I often recommend dry brushing. Why? Because your lymphatic system will benefit, as will your skin. Why do I want to support my lymphatic system? Because the lymphatic system is part of your circulatory and immune systems, clearing away the garbage–dead cells, bacteria, viruses, cancer cells, toxins, excess fluid, and other waste products. I’ve written about lymphatic support here and here. This isn’t a new product at all, but it’s one I was happy to pick up–a dry brush. Practice dry brushing before you hop in the shower and you may find you catch fewer colds, have less puffiness, feel more energy, and have healthier skin. This brush by Urban Spa has a nice long handle, but I did notice that some of the bristles came off when brushing, so I might better recommend the Merben brand, as it comes with options for sensitive skin and is ethically sourced and made.
This product counts as the one I’ve used the most since I picked up a sample. Some of you, as my patients, have already had this EpsomGel applied to your area of pain. I’ve tried topical magnesium products before. But they made me itchy, so I stopped using them. This one didn’t itch. Plus, it also contains arnica, which is good for treating injuries. It does have a light scent, but it’s not overwhelming. If you find that epsom salt baths help you relieve muscle tightness and cramping, then here’s your quick version that doesn’t require you to draw a bath (though you still might like to do that). I find it helpful for menstrual cramps or other muscle cramps, as well as tight muscles in general. If you want something topical for joint pain, and something that you can really feel as cooling and instantly pain relieving, then you might want to try SierraSil’s topical spray (I use that at the clinic). Either way, it’s great to have options for pain relief that won’t damage your liver, stomach, heart, or kidneys.
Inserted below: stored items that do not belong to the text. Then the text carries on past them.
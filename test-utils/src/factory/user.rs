//! User factory for creating test user entities.
//!
//! Users in the portal may be linked to a Minecraft account, a Discord account, or
//! both. The factory starts with neither and lets each test attach what it needs.

use crate::factory::helpers::next_id;
use chrono::Utc;
use sea_orm::{ActiveModelTrait, ActiveValue, DatabaseConnection, DbErr};

/// Factory for creating test users with customizable fields.
///
/// # Example
///
/// ```rust,ignore
/// use test_utils::factory::user::UserFactory;
///
/// let user = UserFactory::new(&db)
///     .discord_id("123456789")
///     .admin(true)
///     .build()
///     .await?;
/// ```
pub struct UserFactory<'a> {
    db: &'a DatabaseConnection,
    minecraft_uuid: Option<String>,
    minecraft_username: Option<String>,
    discord_id: Option<String>,
    discord_username: String,
    nickname: String,
    verified: bool,
    verification_code: Option<String>,
    banned: bool,
    ban_reason: Option<String>,
    starter_id: Option<i32>,
    starter_is_shiny: bool,
    starter_given: bool,
    is_admin: bool,
    is_fake: bool,
    balance: i64,
}

impl<'a> UserFactory<'a> {
    /// Creates a new UserFactory with default values.
    ///
    /// Defaults:
    /// - no Minecraft or Discord link
    /// - discord_username / nickname: `"User {id}"` where id is auto-incremented
    /// - not verified, not banned, no starter, not admin, balance 0
    pub fn new(db: &'a DatabaseConnection) -> Self {
        let id = next_id();
        Self {
            db,
            minecraft_uuid: None,
            minecraft_username: None,
            discord_id: None,
            discord_username: format!("User {}", id),
            nickname: format!("User {}", id),
            verified: false,
            verification_code: None,
            banned: false,
            ban_reason: None,
            starter_id: None,
            starter_is_shiny: false,
            starter_given: false,
            is_admin: false,
            is_fake: false,
            balance: 0,
        }
    }

    pub fn minecraft_uuid(mut self, minecraft_uuid: impl Into<String>) -> Self {
        self.minecraft_uuid = Some(minecraft_uuid.into());
        self
    }

    pub fn minecraft_username(mut self, minecraft_username: impl Into<String>) -> Self {
        self.minecraft_username = Some(minecraft_username.into());
        self
    }

    pub fn discord_id(mut self, discord_id: impl Into<String>) -> Self {
        self.discord_id = Some(discord_id.into());
        self
    }

    pub fn discord_username(mut self, discord_username: impl Into<String>) -> Self {
        self.discord_username = discord_username.into();
        self
    }

    pub fn verified(mut self, verified: bool) -> Self {
        self.verified = verified;
        self
    }

    /// Sets a pending verification code for the user.
    pub fn verification_code(mut self, code: impl Into<String>) -> Self {
        self.verification_code = Some(code.into());
        self
    }

    pub fn banned(mut self, banned: bool) -> Self {
        self.banned = banned;
        self
    }

    pub fn ban_reason(mut self, reason: impl Into<String>) -> Self {
        self.ban_reason = Some(reason.into());
        self
    }

    /// Assigns a starter Pokémon to the user.
    pub fn starter(mut self, pokemon_id: i32, is_shiny: bool) -> Self {
        self.starter_id = Some(pokemon_id);
        self.starter_is_shiny = is_shiny;
        self
    }

    pub fn starter_given(mut self, starter_given: bool) -> Self {
        self.starter_given = starter_given;
        self
    }

    pub fn admin(mut self, is_admin: bool) -> Self {
        self.is_admin = is_admin;
        self
    }

    pub fn fake(mut self, is_fake: bool) -> Self {
        self.is_fake = is_fake;
        self
    }

    pub fn balance(mut self, balance: i64) -> Self {
        self.balance = balance;
        self
    }

    /// Builds and inserts the user entity into the database.
    ///
    /// # Returns
    /// - `Ok(entity::user::Model)` - Created user entity
    /// - `Err(DbErr)` - Database error during insert
    pub async fn build(self) -> Result<entity::user::Model, DbErr> {
        let now = Utc::now();
        entity::user::ActiveModel {
            minecraft_uuid: ActiveValue::Set(self.minecraft_uuid),
            minecraft_username: ActiveValue::Set(self.minecraft_username),
            discord_id: ActiveValue::Set(self.discord_id),
            discord_username: ActiveValue::Set(self.discord_username),
            nickname: ActiveValue::Set(self.nickname),
            verified: ActiveValue::Set(self.verified),
            verification_code: ActiveValue::Set(self.verification_code),
            last_verification_code: ActiveValue::Set(None),
            verified_at: ActiveValue::Set(None),
            banned: ActiveValue::Set(self.banned),
            ban_reason: ActiveValue::Set(self.ban_reason),
            banned_at: ActiveValue::Set(if self.banned { Some(now) } else { None }),
            starter_id: ActiveValue::Set(self.starter_id),
            starter_is_shiny: ActiveValue::Set(self.starter_is_shiny),
            starter_given: ActiveValue::Set(self.starter_given),
            starter_given_at: ActiveValue::Set(None),
            rolled_at: ActiveValue::Set(self.starter_id.map(|_| now)),
            is_admin: ActiveValue::Set(self.is_admin),
            is_fake: ActiveValue::Set(self.is_fake),
            cobble_dollars_balance: ActiveValue::Set(self.balance),
            minecraft_online: ActiveValue::Set(false),
            created_at: ActiveValue::Set(now),
            updated_at: ActiveValue::Set(now),
            ..Default::default()
        }
        .insert(self.db)
        .await
    }
}

/// Creates a user with default values.
///
/// Shorthand for `UserFactory::new(db).build().await`.
pub async fn create_user(db: &DatabaseConnection) -> Result<entity::user::Model, DbErr> {
    UserFactory::new(db).build().await
}

/// Creates a user linked to the given Minecraft UUID.
///
/// The Minecraft username is derived from the UUID so lookups in tests have a
/// predictable value to assert on.
pub async fn create_player(
    db: &DatabaseConnection,
    minecraft_uuid: impl Into<String>,
) -> Result<entity::user::Model, DbErr> {
    let minecraft_uuid = minecraft_uuid.into();
    UserFactory::new(db)
        .minecraft_username(format!("player_{}", minecraft_uuid))
        .minecraft_uuid(minecraft_uuid)
        .build()
        .await
}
I didn’t take a picture, but if there was one line of product I wish would disappear, it’s the bottled water category. I get it, sometimes you’re out and you want water. For sure, buy bottled if you’re in a country where the water will make you sick. Otherwise, drink tap or filtered tap water. I have a filter at home and plenty of re-usable, very nice looking and practical containers (some are collapsible and thus more portable for travel). At the trade show, I saw Mood Water. It was plastic bottles of a clear liquid and labels with pictures of emoticons. Cute, but “what’s in it?” I asked. “Water,” she said. Simply that. It was a marketing gimmick: Water is healthy; people like emoticons. But what an environmental waste. As much as I loved the show and am excited to see the innovations put forth next year, I’d like to no longer see stuff like that.
I’ve now recovered from my sampling of too many gluten-free, dairy-free, free trade, organic, vegan snacks, chocolate bars, cookies, ice cream, pastas, breads, spreads, etc. from last Sunday. But I’m still absorbing all the information that I gleaned from that day!